2025-09-11 20:34:54 +00:00 · 2024-12-06 14:16:39 +00:00 · 2024-12-06 14:16:39 +00:00 · e22cb47fe3
commit e22cb47fe3
parent e2454dba40
3 changed files with 46 additions and 32 deletions
--- a/server/text_generation_server/layers/attention/rocm.py
+++ b/server/text_generation_server/layers/attention/rocm.py
@ -116,17 +116,17 @@ def paged_attention(
    else:
        # Run PagedAttention V2.
        assert _PARTITION_SIZE % block_size == 0
-        tmp_output = torch.empty(
+        tmp_output = torch.zeros(
            size=(num_seqs, num_heads, max_num_partitions, head_size),
            dtype=out.dtype,
            device=out.device,
        )
-        exp_sums = torch.empty(
+        exp_sums = torch.zeros(
            size=(num_seqs, num_heads, max_num_partitions),
            dtype=torch.float32,
            device=out.device,
        )
-        max_logits = torch.empty_like(exp_sums)

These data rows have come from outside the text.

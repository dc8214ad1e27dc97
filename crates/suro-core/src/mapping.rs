//! # Output Mapping Configuration
//!
//! The declarative description of how one solver solution becomes a
//! client-facing artifact. A [`Model`](crate::Model) carries a list of
//! [`OutputMapping`]s; each names a file, a [`MappingKind`], and the
//! [`MappingSource`]s that feed it.
//!
//! ## Wire Format
//!
//! ```json
//! {
//!   "fileName": "sessions.csv",
//!   "mappingType": "complex",
//!   "sources": [
//!     {
//!       "solutionKey": "sessions",
//!       "row":    { "entryKeys": ["specialty"] },
//!       "column": { "labels": ["Week"], "entryKeys": ["week"] },
//!       "value":  { "keys": ["count"] }
//!     }
//!   ],
//!   "transformer": null
//! }
//! ```
//!
//! All configuration is read-only once loaded. Nothing in this module
//! validates a mapping against a mapper's requirements; that happens in the
//! mapper itself, so one malformed mapping can be skipped without rejecting
//! the model that holds it.

use std::str::FromStr;

use serde::{Deserialize, Serialize};

use crate::error::{CoreResult, MappingError};

// ---------------------------------------------------------------------------
// Axis and value specs
// ---------------------------------------------------------------------------

/// Describes one axis (rows or columns) of a produced table.
///
/// An axis has fixed literal `labels`, entry keys read from each solution
/// entry, or both. It is well-formed when at least one of the two lists is
/// present and non-empty.
#[derive(Debug, Clone, Default, PartialEq, Eq, Serialize, Deserialize)]
#[serde(rename_all = "camelCase")]
pub struct AxisSpec {
    #[serde(default, skip_serializing_if = "Option::is_none")]
    labels: Option<Vec<String>>,
    #[serde(default, skip_serializing_if = "Option::is_none")]
    entry_keys: Option<Vec<String>>,
}

impl AxisSpec {
    /// Build an axis spec from optional label and entry-key lists.
    pub fn new(labels: Option<Vec<String>>, entry_keys: Option<Vec<String>>) -> Self {
        Self { labels, entry_keys }
    }

    /// An axis made of literal labels only.
    pub fn from_labels<I, S>(labels: I) -> Self
    where
        I: IntoIterator<Item = S>,
        S: Into<String>,
    {
        Self::new(Some(labels.into_iter().map(Into::into).collect()), None)
    }

    /// An axis whose identity is read from the given entry fields.
    pub fn from_entry_keys<I, S>(keys: I) -> Self
    where
        I: IntoIterator<Item = S>,
        S: Into<String>,
    {
        Self::new(None, Some(keys.into_iter().map(Into::into).collect()))
    }

    /// An axis read from entry fields whose headers are prefixed by `label`.
    pub fn labelled<I, S>(label: impl Into<String>, keys: I) -> Self
    where
        I: IntoIterator<Item = S>,
        S: Into<String>,
    {
        Self::new(
            Some(vec![label.into()]),
            Some(keys.into_iter().map(Into::into).collect()),
        )
    }

    /// Literal labels, empty when absent.
    pub fn labels(&self) -> &[String] {
        self.labels.as_deref().unwrap_or(&[])
    }

    /// Entry field names, empty when absent.
    pub fn entry_keys(&self) -> &[String] {
        self.entry_keys.as_deref().unwrap_or(&[])
    }

    /// Whether at least one literal label is declared.
    pub fn has_labels(&self) -> bool {
        !self.labels().is_empty()
    }

    /// Whether at least one entry key is declared.
    pub fn has_entry_keys(&self) -> bool {
        !self.entry_keys().is_empty()
    }

    /// Whether the axis can produce any identity at all.
    pub fn is_well_formed(&self) -> bool {
        self.has_labels() || self.has_entry_keys()
    }

    /// The larger of the label count and the entry-key count.
    pub fn cardinality(&self) -> usize {
        self.labels().len().max(self.entry_keys().len())
    }
}

/// The entry fields whose values become cell content.
#[derive(Debug, Clone, Default, PartialEq, Eq, Serialize, Deserialize)]
pub struct ValueSpec {
    /// Field names in output order.
    #[serde(default)]
    pub keys: Vec<String>,
}

impl ValueSpec {
    /// Build a value spec from field names.
    pub fn new<I, S>(keys: I) -> Self
    where
        I: IntoIterator<Item = S>,
        S: Into<String>,
    {
        Self {
            keys: keys.into_iter().map(Into::into).collect(),
        }
    }

    /// Whether no value field is declared.
    pub fn is_empty(&self) -> bool {
        self.keys.is_empty()
    }
}

// ---------------------------------------------------------------------------
// Sources and mappings
// ---------------------------------------------------------------------------

/// Binds one top-level array of the solution to the axes of an artifact.
#[derive(Debug, Clone, Default, PartialEq, Eq, Serialize, Deserialize)]
#[serde(rename_all = "camelCase")]
pub struct MappingSource {
    /// Name of the top-level solution field holding the entry array.
    #[serde(default)]
    pub solution_key: String,
    /// Row axis.
    #[serde(default)]
    pub row: AxisSpec,
    /// Column axis.
    #[serde(default)]
    pub column: Option<AxisSpec>,
    /// Value fields.
    #[serde(default)]
    pub value: Option<ValueSpec>,
}

impl MappingSource {
    /// A source reading `solution_key` with the given row axis.
    pub fn new(solution_key: impl Into<String>, row: AxisSpec) -> Self {
        Self {
            solution_key: solution_key.into(),
            row,
            column: None,
            value: None,
        }
    }

    /// Set the column axis.
    pub fn with_column(mut self, column: AxisSpec) -> Self {
        self.column = Some(column);
        self
    }

    /// Set the value fields.
    pub fn with_value(mut self, value: ValueSpec) -> Self {
        self.value = Some(value);
        self
    }

    /// The declared value fields, empty when absent.
    pub fn value_keys(&self) -> &[String] {
        self.value.as_ref().map(|v| v.keys.as_slice()).unwrap_or(&[])
    }
}

/// The mapper family that interprets an [`OutputMapping`].
#[derive(Debug, Clone, Copy, PartialEq, Eq, Hash, Serialize, Deserialize)]
pub enum MappingKind {
    /// Matrix pivot: rows by row key, columns by column key, first match wins.
    #[serde(rename = "complex")]
    Matrix,
    /// Matrix pivot where every matching entry contributes its own slot.
    #[serde(rename = "complex-append")]
    MatrixAppend,
    /// JSON document grouping entries by category.
    #[serde(rename = "json-category")]
    Category,
    /// One row per entry, one column per field.
    #[serde(rename = "key-to-column")]
    Flat,
    /// A registered custom mapper resolved by identifier.
    #[serde(rename = "transformer")]
    Custom,
}

impl MappingKind {
    /// Returns all mapping kinds.
    pub fn all() -> &'static [MappingKind] {
        &[
            Self::Matrix,
            Self::MatrixAppend,
            Self::Category,
            Self::Flat,
            Self::Custom,
        ]
    }

    /// The wire identifier used in `mappingType`.
    pub fn as_str(&self) -> &'static str {
        match self {
            Self::Matrix => "complex",
            Self::MatrixAppend => "complex-append",
            Self::Category => "json-category",
            Self::Flat => "key-to-column",
            Self::Custom => "transformer",
        }
    }
}

impl std::fmt::Display for MappingKind {
    fn fmt(&self, f: &mut std::fmt::Formatter<'_>) -> std::fmt::Result {
        f.write_str(self.as_str())
    }
}

impl FromStr for MappingKind {
    type Err = MappingError;

    fn from_str(s: &str) -> CoreResult<Self> {
        Self::all()
            .iter()
            .copied()
            .find(|k| k.as_str() == s)
            .ok_or_else(|| MappingError::UnknownKind(s.to_string()))
    }
}

/// One client-facing artifact produced from a solution.
#[derive(Debug, Clone, PartialEq, Eq, Serialize, Deserialize)]
#[serde(rename_all = "camelCase")]
pub struct OutputMapping {
    /// Attachment name, including the extension.
    #[serde(default)]
    pub file_name: String,
    /// Mapper family.
    #[serde(rename = "mappingType")]
    pub kind: MappingKind,
    /// Sources in declaration order.
    #[serde(default)]
    pub sources: Vec<MappingSource>,
    /// Identifier of the registered custom mapper (custom kind only).
    #[serde(rename = "transformer", default, skip_serializing_if = "Option::is_none")]
    pub custom_id: Option<String>,
}

impl OutputMapping {
    /// A mapping with no sources.
    pub fn new(file_name: impl Into<String>, kind: MappingKind) -> Self {
        Self {
            file_name: file_name.into(),
            kind,
            sources: Vec::new(),
            custom_id: None,
        }
    }

    /// Append a source.
    pub fn with_source(mut self, source: MappingSource) -> Self {
        self.sources.push(source);
        self
    }

    /// Set the custom mapper identifier.
    pub fn with_custom_id(mut self, id: impl Into<String>) -> Self {
        self.custom_id = Some(id.into());
        self
    }

    /// The artifact format implied by the file extension, if any.
    pub fn format(&self) -> Option<ArtifactFormat> {
        ArtifactFormat::from_file_name(&self.file_name)
    }

    /// Parse a single mapping from JSON.
    pub fn from_json(input: &str) -> CoreResult<Self> {
        Ok(serde_json::from_str(input)?)
    }
}

// ---------------------------------------------------------------------------
// Artifact format
// ---------------------------------------------------------------------------

/// Serialized form of a produced artifact.
#[derive(Debug, Clone, Copy, PartialEq, Eq, Hash, Serialize, Deserialize)]
#[serde(rename_all = "lowercase")]
pub enum ArtifactFormat {
    /// Comma-joined rows.
    Csv,
    /// A JSON document.
    Json,
}

impl ArtifactFormat {
    /// Detect the format from a file name's extension.
    pub fn from_file_name(name: &str) -> Option<Self> {
        if name.ends_with(".csv") {
            Some(Self::Csv)
        } else if name.ends_with(".json") {
            Some(Self::Json)
        } else {
            None
        }
    }

    /// The file extension including the leading dot.
    pub fn extension(&self) -> &'static str {
        match self {
            Self::Csv => ".csv",
            Self::Json => ".json",
        }
    }

    /// MIME type recorded on stored attachments.
    pub fn content_type(&self) -> &'static str {
        match self {
            Self::Csv => "text/csv",
            Self::Json => "application/json",
        }
    }
}

impl std::fmt::Display for ArtifactFormat {
    fn fmt(&self, f: &mut std::fmt::Formatter<'_>) -> std::fmt::Result {
        match self {
            Self::Csv => write!(f, "csv"),
            Self::Json => write!(f, "json"),
        }
    }
}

+        max_logits = torch.zeros_like(exp_sums)
        if not use_custom:
            ops.paged_attention_v2(
--- a/server/text_generation_server/layers/compressed_tensors/w8an_fp.py
+++ b/server/text_generation_server/layers/compressed_tensors/w8an_fp.py
@ -3,8 +3,13 @@ from typing import List, Optional, Union
 import torch
 from compressed_tensors.quantization import QuantizationArgs, QuantizationType
-from text_generation_server.layers.fp8 import Fp8Weight, _load_scalar_or_matrix_scale
+from text_generation_server.layers.fp8 import (
    Fp8Weight,
    _load_scalar_or_matrix_scale,
    requantize_with_max_scale,
 )
 from text_generation_server.utils.weights import Weights, WeightsLoader
 from text_generation_server.utils.import_utils import SYSTEM
 class W8ANFpLoader(WeightsLoader):
@ -47,11 +52,10 @@ class W8ANFpLoader(WeightsLoader):
        weight_scale = None
        if self.load_weight_scale:
-            weight_scale = (
+            weight_scale = weights.get_tensor(f"{prefix}.weight_scale", to_dtype=False)
-                weights.get_tensor(f"{prefix}.weight_scale", to_dtype=False)
+
-                .reshape(-1)
+            if SYSTEM == "cuda":
-                .expand(w.shape[0])
+                weight_scale = weight_scale.reshape(-1).expand(w.shape[0])
            )
        input_scale = None
        if self.load_input_scale:
@ -87,7 +91,8 @@ class W8ANFpLoader(WeightsLoader):
                    block_sizes=block_sizes,
                    to_dtype=False,
                )
-            weight_scale = weight_scale.reshape(-1).expand(w.shape[0])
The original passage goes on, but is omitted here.